2. BUMP-AND-RUN SHOTS WEREN’T SHOWY; THEY WERE FUNDAMENTAL NECESSITIES

You might have thought that links golf designs permitted low running shots because golfers were always playing in blustery conditions. But play a round with gutta-percha golf balls covered in crisscrossing lines instead of dimples, and you’ll soon realize that golf was an outdoor game of billiards. Those balls roll out like they’re on pool tables.

It doesn’t matter how high you can launch your niblick — your ball is still going to race off the green and burrow into the rough like a jackrabbit. You must play some sort of bump-and-run with your approaches.
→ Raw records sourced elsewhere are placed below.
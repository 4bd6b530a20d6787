use axum::{Json, extract::State};
use chrono::{DateTime, Utc};
use serde::{Deserialize, Serialize};
use sqlx::Row;
use uuid::Uuid;

use super::AppState;
use crate::utils::hash_api_key;

/// Verify a session token
/// Called by the dashboard frontend to validate sessions
#[derive(Debug, Deserialize)]
pub struct VerifySessionRequest {
    pub session_token: String,
}

#[derive(Debug, Serialize)]
pub struct VerifySessionResponse {
    pub valid: bool,
    pub user_id: Option<String>,
    pub email: Option<String>,
    pub expires_at: Option<DateTime<Utc>>,
}

/// Verify an API key for programmatic access
#[derive(Debug, Deserialize)]
pub struct VerifyApiKeyRequest {
    pub api_key: String,
}

#[derive(Debug, Serialize)]
pub struct VerifyApiKeyResponse {
    pub valid: bool,
    pub workspace_id: Option<Uuid>,
    pub rate_limit: Option<RateLimitInfo>,
}

#[derive(Debug, Serialize)]
pub struct RateLimitInfo {
    pub requests_per_minute: u32,
    pub burst_limit: u32,
}

pub async fn verify_session(
    State(state): State<AppState>,
    Json(req): Json<VerifySessionRequest>,
) -> Json<VerifySessionResponse> {
    let session = sqlx::query(
        r#"
        SELECT
            s.id,
            s.user_id,
            s.expires_at,
            u.email
        FROM session s
        JOIN "user" u ON s.user_id = u.id
        WHERE s.token = $1 AND s.expires_at > NOW()
        "#,
    )
    .bind(&req.session_token)
    .fetch_optional(&state.db)
    .await;

    match session {
        Ok(Some(row)) => {
            let user_id: String = row.get("user_id");
            let email: Option<String> = row.get("email");
            let expires_at: chrono::NaiveDateTime = row.get("expires_at");

            Json(VerifySessionResponse {
                valid: true,
                user_id: Some(user_id),
                email,
                expires_at: Some(expires_at.and_utc()),
            })
        }
        _ => Json(VerifySessionResponse {
            valid: false,
            user_id: None,
            email: None,
            expires_at: None,
        }),
    }
}

pub async fn verify_api_key(
    State(state): State<AppState>,
    Json(req): Json<VerifyApiKeyRequest>,
) -> Json<VerifyApiKeyResponse> {
    let key_hash = hash_api_key(&req.api_key);

    let key = sqlx::query(
        r#"
        SELECT
            ak.id,
            ak.workspace_id,
            ak.rate_limit_rpm,
            ak.burst_limit
        FROM api_key ak
        WHERE ak.key_hash = $1
          AND (ak.expires_at IS NULL OR ak.expires_at > NOW())
          AND ak.revoked_at IS NULL
        "#,
    )
    .bind(&key_hash)
    .fetch_optional(&state.db)
    .await;

    match key {
        Ok(Some(row)) => {
            let workspace_id: Uuid = row.get("workspace_id");
            let rate_limit_rpm: Option<i32> = row.get("rate_limit_rpm");
            let burst_limit: Option<i32> = row.get("burst_limit");

            let rate_limit = RateLimitInfo {
                requests_per_minute: rate_limit_rpm
                    .filter(|v| *v >= 1)
                    .map(|v| v as u32)
                    .unwrap_or(crate::middleware::rate_limit::DEFAULT_MINUTE_LIMIT),
                burst_limit: burst_limit
                    .filter(|v| *v >= 1)
                    .map(|v| v as u32)
                    .unwrap_or(crate::middleware::rate_limit::DEFAULT_BURST_LIMIT),
            };

            Json(VerifyApiKeyResponse {
                valid: true,
                workspace_id: Some(workspace_id),
                rate_limit: Some(rate_limit),
            })
        }
        _ => Json(VerifyApiKeyResponse {
            valid: false,
            workspace_id: None,
            rate_limit: None,
        }),
    }
}
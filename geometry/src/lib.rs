// smaa-area/geometry/src/lib.rs
//
// Copyright © 2020 The Pathfinder Project Developers.
//
// Licensed under the Apache License, Version 2.0 <LICENSE-APACHE or
// http://www.apache.org/licenses/LICENSE-2.0> or the MIT license
// <LICENSE-MIT or http://opensource.org/licenses/MIT>, at your
// option. This file may not be copied, modified, or distributed
// except according to those terms.

//! Scalar geometry used to integrate antialiased edges over texels.

pub mod line_segment;
pub mod util;
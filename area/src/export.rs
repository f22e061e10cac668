// smaa-area/area/src/export.rs
//
// Copyright © 2020 The Pathfinder Project Developers.
//
// Licensed under the Apache License, Version 2.0 <LICENSE-APACHE or
// http://www.apache.org/licenses/LICENSE-2.0> or the MIT license
// <LICENSE-MIT or http://opensource.org/licenses/MIT>, at your
// option. This file may not be copied, modified, or distributed
// except according to those terms.

//! Writing the area map to disk.

use crate::area_map::{AreaMap, PixelFormat};
use image::{ColorType, ImageError, ImageFormat};
use std::error::Error;
use std::fmt::{self, Display, Formatter};
use std::fs;
use std::io;
use std::path::Path;
use std::str::FromStr;

#[derive(Clone, Copy, Debug, PartialEq)]
pub enum ExportFormat {
    /// 8-bit luma + alpha PNG; the positive weight is stored as luma.
    Png,
    /// Headerless `R8G8` bytes, row-major.
    Raw,
}

impl ExportFormat {
    /// Guesses the format from a file extension, defaulting to PNG.
    pub fn from_path(path: &Path) -> ExportFormat {
        match path.extension().and_then(|extension| extension.to_str()) {
            Some(extension) if extension.eq_ignore_ascii_case("raw") ||
                               extension.eq_ignore_ascii_case("bin") => ExportFormat::Raw,
            _ => ExportFormat::Png,
        }
    }
}

impl FromStr for ExportFormat {
    type Err = String;

    fn from_str(string: &str) -> Result<ExportFormat, String> {
        match &*string.to_ascii_lowercase() {
            "png" => Ok(ExportFormat::Png),
            "raw" | "bin" => Ok(ExportFormat::Raw),
            _ => Err(format!("unknown export format `{}`", string)),
        }
    }
}

#[derive(Debug)]
pub enum ExportError {
    Io(io::Error),
    Image(ImageError),
}

impl Display for ExportError {
    fn fmt(&self, formatter: &mut Formatter) -> fmt::Result {
        match *self {
            ExportError::Io(ref error) => write!(formatter, "I/O error: {}", error),
            ExportError::Image(ref error) => write!(formatter, "image encoding error: {}", error),
        }
    }
}

impl Error for ExportError {
    fn source(&self) -> Option<&(dyn Error + 'static)> {
        match *self {
            ExportError::Io(ref error) => Some(error),
            ExportError::Image(ref error) => Some(error),
        }
    }
}

impl From<io::Error> for ExportError {
    fn from(error: io::Error) -> ExportError {
        ExportError::Io(error)
    }
}

impl From<ImageError> for ExportError {
    fn from(error: ImageError) -> ExportError {
        ExportError::Image(error)
    }
}

pub fn write_area_map<P>(area_map: &AreaMap, path: P, format: ExportFormat)
                         -> Result<(), ExportError> where P: AsRef<Path> {
    let path = path.as_ref();
    debug!("writing {}x{} area map to {} as {:?}",
           area_map.width(),
           area_map.height(),
           path.display(),
           format);

    match format {
        ExportFormat::Raw => fs::write(path, area_map.pixels())?,
        ExportFormat::Png => {
            image::save_buffer_with_format(path,
                                           area_map.pixels(),
                                           area_map.width() as u32,
                                           area_map.height() as u32,
                                           color_type(area_map.format()),
                                           ImageFormat::Png)?
        }
    }
    Ok(())
}

#[inline]
fn color_type(format: PixelFormat) -> ColorType {
    match format {
        PixelFormat::RG8 => ColorType::La8,
    }
}

#[cfg(test)]
mod test {
    use super::{write_area_map, ExportFormat};
    use crate::area_map::{AreaMap, Texel};
    use std::env;
    use std::fs;
    use std::path::Path;

    #[test]
    fn test_format_from_path() {
        assert_eq!(ExportFormat::from_path(Path::new("AreaTex.png")), ExportFormat::Png);
        assert_eq!(ExportFormat::from_path(Path::new("AreaTex.RAW")), ExportFormat::Raw);
        assert_eq!(ExportFormat::from_path(Path::new("AreaTex")), ExportFormat::Png);
        assert_eq!("raw".parse::<ExportFormat>(), Ok(ExportFormat::Raw));
        assert!("dds".parse::<ExportFormat>().is_err());
    }

    fn sample_map() -> AreaMap {
        let mut area_map = AreaMap::new(3, 2);
        let offset = area_map.offset_of(2, 1);
        area_map.set_texel(offset, Texel([31, 200]));
        area_map
    }

    #[test]
    fn test_png_round_trips_bytes() {
        let area_map = sample_map();
        let path = env::temp_dir().join(format!("smaa-area-test-{}.png", std::process::id()));
        write_area_map(&area_map, &path, ExportFormat::Png).unwrap();

        let image = image::open(&path).unwrap().to_luma_alpha();
        fs::remove_file(&path).unwrap();
        assert_eq!(image.dimensions(), (3, 2));
        assert_eq!(&*image.into_raw(), area_map.pixels());
    }

    #[test]
    fn test_raw_is_headerless() {
        let area_map = sample_map();
        let path = env::temp_dir().join(format!("smaa-area-test-{}.raw", std::process::id()));
        write_area_map(&area_map, &path, ExportFormat::Raw).unwrap();

        let bytes = fs::read(&path).unwrap();
        fs::remove_file(&path).unwrap();
        assert_eq!(bytes.len(), area_map.slice_pitch());
        assert_eq!(&bytes[..], area_map.pixels());
    }
}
It’s a refreshing and imaginative style of golf to play, although it’s also exacting and a bit taxing.

3. PAR REALLY WAS PERFECT GOLF

The USGA defined par in 1911 as “perfect play without flukes and under ordinary weather conditions, always allowing two strokes on each putting green.” It’s also interesting to note that the standard for golf in the British Isles was bogey, or “the score an average good golfer might be expected to make on a hole.”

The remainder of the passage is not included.